So, after three solid days of tours, I finally have a less solidly booked day, and hopefully I can recall all the cool info I wish to impart of fearless readers!
Our two day tour had a geologist, which means we got the factually correct answer to many questions that had otherwise been poorly answered for others, on other tours. For example:
Why are the mountains flat? In most cases, because they were formed from lava flows, and like water, lava is a liquid, and forms a flat surface
Was Iceland always treeless? There’s varying answers, but it tends to be that there was trees when Vikings landed, and they called it Iceland to discourage others from visiting (and misdirecting them to the not so green Greenland. In any case, there’s a now lame jokes about forests… A small copse of trees: a forest! Also, if you’re lost in a forest in Iceland, what do you do? Stand up.
Breakfasts: boiled eggs are always cold. Pickled herring is common. Cheese and sliced meats are too. Liquid/pourable yogurt and Skyr is also popular
Our Scottish guide Holly Spice (what a name right?) was awesome. Great sense of humour, calling everything ‘the best in Iceland’ or the ‘best in the world’ with her tongue seriously in cheek! Her excitement was infectious – we drove through lava fields and she was just so bubbly and using the microphone to explain the changes in different fields!
Hot water: in Reykjavik, they pipe geothermally heated water to homes, so you have hot, then add cold (backward imo). Sadly, this doesn’t extend to the 120k people who live more remotely, so their electricity is subsidised to cover the costs of electric heating water. Nevertheless, 98% of electricity is renewable, so… it’s still good.

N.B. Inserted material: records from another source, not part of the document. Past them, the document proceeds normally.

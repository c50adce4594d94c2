//! Tabular reports: one row per record under a fixed header

use super::{Document, Page};
use crate::core::resource::{NameIndex, Record, Resource};
use chrono::{DateTime, Utc};

/// Rows per page before a continuation page starts
pub const ROWS_PER_PAGE: usize = 40;

/// Report layout of a resource
pub trait Tabular: Resource {
    fn report_title() -> &'static str;

    /// Header row, in display order
    fn columns() -> &'static [&'static str];

    /// Cell values for one record, same length as [`columns`](Tabular::columns)
    fn row(&self, index: &NameIndex) -> Vec<String>;

    /// The report produced by the "generate report" action
    fn report(records: &[Record<Self>], index: &NameIndex, _generated_at: DateTime<Utc>) -> Document {
        tabular_report(records, index)
    }
}

/// Dump records as a table, in input order, continuing over as many pages
/// as needed
pub fn tabular_report<R: Tabular>(records: &[Record<R>], index: &NameIndex) -> Document {
    let title = R::report_title();
    let mut doc = Document::new(R::KIND.report_file_name());

    if records.is_empty() {
        return doc.page(Page::new().heading(title).table(R::columns(), Vec::new()));
    }

    for (n, chunk) in records.chunks(ROWS_PER_PAGE).enumerate() {
        let heading = if n == 0 {
            title.to_string()
        } else {
            format!("{} (continued)", title)
        };
        let rows = chunk.iter().map(|r| r.data.row(index)).collect();
        doc = doc.page(Page::new().heading(heading).table(R::columns(), rows));
    }

    doc
}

Geothermal water is OK to drink, but doesn’t taste great. It also has a smell, and I have noticed it in some showers. River water is fresh as you’ll get (ie I asked at one water fall’s food truck to refill my bottle – they only had boiling water, and not running cold water, so advised me to refill in the waterfall’s stream!). The glacial water is NOT for drinking, which you notice when you see it stagnate, and it’s a milky colour.
Glaciers: So glaciers are the formation of solid ice after the weight of compacted snow. They get so heavy, they push out the oxygen, which results in the blue tinge you see. The glaciers move – not the ice bergs, but the larger mass. They move over the earth, and so they crack and heave and move over obstacles. The glacier guide says week on week you see the differences in where ice forms have moved. In some cases you end up with moraines (French word, they were some of the initial glacial experts) which I think are mountains or ridges formed by the soil and debris being pushed aside. They often are at the ‘front’ of the glacier’s advance.
The wind got so intense on our drive back from the South Coast that we saw (but I didn’t photograph) water falls that were blowing UP! As in, wind was stronger than gravity pulling them down. It was mind blowing.
Farm animals: Iceland is known for their horses, which are small in stature, but mustn’t be called ponies! They graze outside year round. Cows and Sheep are brought into stables for the winter, and released for the short summer. We saw SO many lambs… so maybe that can be a sign it’s Spring, as the weather has been pretty brisk for a spring!
Thanks for the reindeer pic 🙂
It was so lucky we even saw them!
Woah! 98% of energy renewable! Intriguing to see one place on earth where this is possible!
Love the mini-geography lesson as well. I can vaguely remember learning terms like ‘moraine’ on field-trips when I was in high-school but wish I remembered more. Intriguing about the exploding waterfall!
I was super pleased about their renewable energy – of course! Such a nerd.